- _Material for the task_:
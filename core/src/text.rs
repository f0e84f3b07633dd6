//! Text normalization and token-boundary phrase matching.
//!
//! Every comparison between question text and policy vocabulary goes through
//! this module so that both sides are folded the same way:
//!
//! 1. Unicode compatibility decomposition (NFKD);
//! 2. combining marks dropped (`é` → `e`, Arabic harakat removed);
//! 3. control and zero-width characters dropped;
//! 4. lowercase;
//! 5. split into runs of letters/digits.
//!
//! Matching is done on whole tokens, never on substrings, so `nike` can not
//! match inside `unlikely`.

use once_cell::sync::Lazy;
use regex::Regex;
use unicode_normalization::char::is_combining_mark;
use unicode_normalization::UnicodeNormalization;

static TOKEN_RE: Lazy<Option<Regex>> = Lazy::new(|| Regex::new(r"[\p{L}\p{N}]+").ok());

/// Folds case, accents and invisible characters out of `raw`.
#[must_use]
pub fn fold(raw: &str) -> String {
    let mut out = String::with_capacity(raw.len());
    for ch in raw.nfkd() {
        if ch.is_control() || is_combining_mark(ch) {
            continue;
        }
        for lc in ch.to_lowercase() {
            match lc {
                '\u{200B}' | '\u{200C}' | '\u{200D}' | '\u{2060}' | '\u{FEFF}' => {}
                _ => out.push(lc),
            }
        }
    }
    out
}

/// Splits already-folded text into letter/digit tokens.
fn split_tokens(folded: &str) -> Vec<String> {
    match TOKEN_RE.as_ref() {
        Some(re) => re.find_iter(folded).map(|m| m.as_str().to_string()).collect(),
        // Unreachable with a valid pattern; keep a plain fallback rather than panic.
        None => folded
            .split(|c: char| !c.is_alphanumeric())
            .filter(|t| !t.is_empty())
            .map(str::to_string)
            .collect(),
    }
}

/// Normalizes `raw` into a token list.
#[must_use]
pub fn tokenize(raw: &str) -> Vec<String> {
    split_tokens(&fold(raw))
}

/// Strips one trailing `s` from tokens longer than three characters.
///
/// Enough to fold `drones`/`drone` and `fakes`/`fake` without a stemmer.
#[must_use]
pub fn singular(token: &str) -> &str {
    if token.chars().count() > 3 {
        if let Some(stripped) = token.strip_suffix('s') {
            return stripped;
        }
    }
    token
}

/// Token equality modulo plural folding.
#[must_use]
pub fn token_eq(a: &str, b: &str) -> bool {
    a == b || singular(a) == singular(b)
}

/// A normalized multi-token phrase taken from a policy cell or lexicon.
#[derive(Debug, Clone, PartialEq, Eq)]
pub struct Phrase {
    /// Folded tokens joined by single spaces; stable lookup key.
    pub key: String,
    /// Folded tokens.
    pub tokens: Vec<String>,
}

impl Phrase {
    /// Builds a phrase from raw text. Returns `None` when nothing survives folding.
    #[must_use]
    pub fn new(raw: &str) -> Option<Self> {
        let tokens = tokenize(raw);
        if tokens.is_empty() {
            return None;
        }
        Some(Self {
            key: tokens.join(" "),
            tokens,
        })
    }

    /// `true` if the phrase occurs as a contiguous token run in `haystack`.
    #[must_use]
    pub fn occurs_in(&self, haystack: &[String]) -> bool {
        let n = self.tokens.len();
        if n == 0 || haystack.len() < n {
            return false;
        }
        haystack.windows(n).any(|window| {
            window
                .iter()
                .zip(&self.tokens)
                .all(|(h, p)| token_eq(h, p))
        })
    }
}

/// Question text after normalization.
///
/// `key` is what the response cache fingerprints, so two questions that
/// differ only in case, accents or punctuation share cache entries.
#[derive(Debug, Clone, Default, PartialEq, Eq)]
pub struct NormalizedText {
    /// Folded tokens in original order.
    pub tokens: Vec<String>,
    /// Tokens joined by single spaces.
    pub key: String,
}

impl NormalizedText {
    /// Normalizes raw question text.
    #[must_use]
    pub fn new(raw: &str) -> Self {
        let tokens = tokenize(raw);
        let key = tokens.join(" ");
        Self { tokens, key }
    }

    /// `true` when nothing but punctuation/whitespace was supplied.
    #[must_use]
    pub fn is_empty(&self) -> bool {
        self.tokens.is_empty()
    }

    /// Shorthand for [`Phrase::occurs_in`] over these tokens.
    #[must_use]
    pub fn contains(&self, phrase: &Phrase) -> bool {
        phrase.occurs_in(&self.tokens)
    }
}

#[cfg(test)]
mod tests {
    use super::*;

    #[test]
    fn fold_removes_case_and_accents() {
        assert_eq!(fold("Côte d'Ivoire"), "cote d'ivoire");
        assert_eq!(fold("NIKE\u{200B}"), "nike");
    }

    #[test]
    fn tokenize_splits_on_punctuation() {
        assert_eq!(tokenize("Coca-Cola, in Nigeria?"), vec!["coca", "cola", "in", "nigeria"]);
        assert!(tokenize("  ?!  ").is_empty());
    }

    #[test]
    fn phrase_matching_respects_token_boundaries() {
        let nike = Phrase::new("Nike").expect("phrase");
        assert!(NormalizedText::new("Can I sell Nike shoes?").contains(&nike));
        assert!(!NormalizedText::new("That seems unlikely").contains(&nike));
    }

    #[test]
    fn multi_token_phrase_must_be_contiguous() {
        let nb = Phrase::new("new balance").expect("phrase");
        assert!(NormalizedText::new("selling New Balance sneakers").contains(&nb));
        assert!(!NormalizedText::new("new shoes with balance").contains(&nb));
    }

    #[test]
    fn plural_folding() {
        let drone = Phrase::new("drone").expect("phrase");
        assert!(NormalizedText::new("can i sell drones").contains(&drone));
        assert_eq!(singular("gas"), "gas");
        assert!(token_eq("fakes", "fake"));
    }
}
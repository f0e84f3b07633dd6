//! The compliance node: one process-wide instance of the request pipeline.
//!
//! ```text
//! question ─▶ extract ─▶ fingerprint ─▶ cache hit? ──yes──▶ cached answer
//!                                          │ no
//!                                          ▼
//!                               evaluate (deterministic)
//!                                          ▼
//!                         orchestrator: admission + provider chain
//!                                          ▼
//!                          cache write, session append, metrics
//! ```
//!
//! The node owns every piece of shared state (policy store, response
//! cache, sessions, metrics). It is built once at startup, reset through
//! explicit admin calls and torn down by [`ComplianceNode::shutdown`].

use std::path::Path;
use std::sync::{Arc, Mutex, MutexGuard, PoisonError};
use std::time::Instant;

use anyhow::{Context, Result};
use futures::stream::{self, BoxStream, StreamExt};
use serde::{Deserialize, Serialize};
use tracing::{info, info_span, warn, Instrument};
use uuid::Uuid;

use crate::config::ServiceConfig;
use crate::conversation::ConversationManager;
use crate::error::ComplianceError;
use crate::extractor::{extract, Entities, Locale};
use crate::meta_observer::{render_prometheus, Gauges, MetaObserver, MetricsSnapshot};
use crate::model_provider::ModelProvider;
use crate::orchestrator::{
    ExplainRequest, Explanation, ExplanationEvent, ExplanationSource, InferenceOrchestrator, OrchestratorStatus,
};
use crate::policy_core::{evaluate, Decision};
use crate::policy_store::{PolicyDocument, PolicySnapshot, PolicyStats, PolicyStore, UploadCounts};
use crate::prompt::{Role, EMPTY_QUESTION_REPLY};
use crate::response_cache::{CacheStats, Fingerprint, ResponseCache};

const SERVICE_NAME: &str = "compliance-assistant";

fn default_session() -> String {
    "default".to_string()
}

fn default_role() -> String {
    Role::Seller.as_str().to_string()
}

/// One compliance question.
#[derive(Debug, Clone, PartialEq, Eq, Serialize, Deserialize)]
pub struct AskRequest {
    /// Free-text question.
    pub question: String,
    /// Conversation to attach the turn to.
    #[serde(default = "default_session")]
    pub session_id: String,
    /// `seller`, `admin` or `legal`; anything else is treated as `seller`.
    #[serde(default = "default_role")]
    pub role: String,
    /// Locale tag such as `fr-FR`; the configured default when absent.
    #[serde(default)]
    pub locale: Option<String>,
}
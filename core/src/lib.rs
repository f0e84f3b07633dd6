//! Compliance assistant core library.
//!
//! Answers natural-language compliance questions about marketplace
//! listings. The **decision** is always computed by deterministic rule
//! evaluation over an immutable policy snapshot; a language model is only
//! ever asked to phrase an explanation of a decision already made.
//!
//! - `extractor` turns question text into brands, products and countries;
//! - `policy_core` evaluates those entities against a `PolicySnapshot`;
//! - `response_cache` serves repeated questions without a model call;
//! - `orchestrator` arbitrates between local and cloud providers under a
//!   fixed concurrency limit, with load shedding and a template fallback;
//! - `conversation` keeps a bounded per-session history for prompts;
//! - `meta_observer` collects request metrics.
//!
//! [`ComplianceNode`] wires them into one process-wide pipeline.
//!
//! # Overview
//!
//! ```text
//! ┌────────────────────────────────────────────┐
//! │               ComplianceNode               │
//! │ ┌──────────────┐      ┌──────────────────┐ │
//! │ │  Extractor   │ ───▶ │  ResponseCache   │ │  fingerprint lookup
//! │ └──────────────┘      └──────────────────┘ │
//! │ ┌──────────────┐      ┌──────────────────┐ │
//! │ │ PolicyStore  │ ───▶ │   PolicyCore     │ │  deterministic decision
//! │ └──────────────┘      └──────────────────┘ │
//! │ ┌──────────────────────────────────────┐   │
//! │ │ InferenceOrchestrator                │   │  admission + fallback
//! │ │   local-primary ▶ local-fallback ▶   │   │
//! │ │   cloud ▶ template                   │   │
//! │ └──────────────────────────────────────┘   │
//! │ ┌──────────────┐      ┌──────────────────┐ │
//! │ │ Conversation │      │  MetaObserver    │ │  context + metrics
//! │ └──────────────┘      └──────────────────┘ │
//! └────────────────────────────────────────────┘
//! ```

#![deny(missing_docs)]
#![forbid(unsafe_code)]
#![warn(clippy::all, clippy::pedantic, clippy::nursery)]

/// Per-call admission pool with queue bound and load shedding.
pub mod admission;
/// Service configuration (YAML + environment overrides).
pub mod config;
/// Bounded per-session conversation history.
pub mod conversation;
/// Error types surfaced by the node.
pub mod error;
/// Entity and intent extraction from question text.
pub mod extractor;
/// Request metrics and Prometheus rendering.
pub mod meta_observer;
/// Provider capability, health and tiers.
pub mod model_provider;
/// The process-wide request pipeline.
pub mod node;
/// Explanation orchestration across the provider chain.
pub mod orchestrator;
/// Deterministic policy decision engine.
pub mod policy_core;
/// Versioned policy snapshots and uploads.
pub mod policy_store;
/// Prompt construction and template explanations.
pub mod prompt;
/// Fingerprint-keyed LRU cache with TTL.
pub mod response_cache;
/// Text folding and phrase matching.
pub mod text;

pub use config::ServiceConfig;
pub use error::{ComplianceError, OverloadReason};
pub use extractor::{Entities, Locale};
pub use model_provider::{GenerationParams, ModelProvider, ProviderError, ProviderTier, TextGenerator};
pub use node::{AskRequest, AskResponse, AskStream, AskStreamEvent, ComplianceNode};
pub use orchestrator::ExplanationSource;
pub use policy_core::{Decision, DecisionStatus};
pub use policy_store::{PolicyDocument, PolicyRule, PolicySnapshot, PolicyStore};
pub use prompt::Role;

- _Your instructions_:
Over the whole listing above, how many lines contain the string "admission"? The answer is that number alone.

- _Solution to this exercise_:
4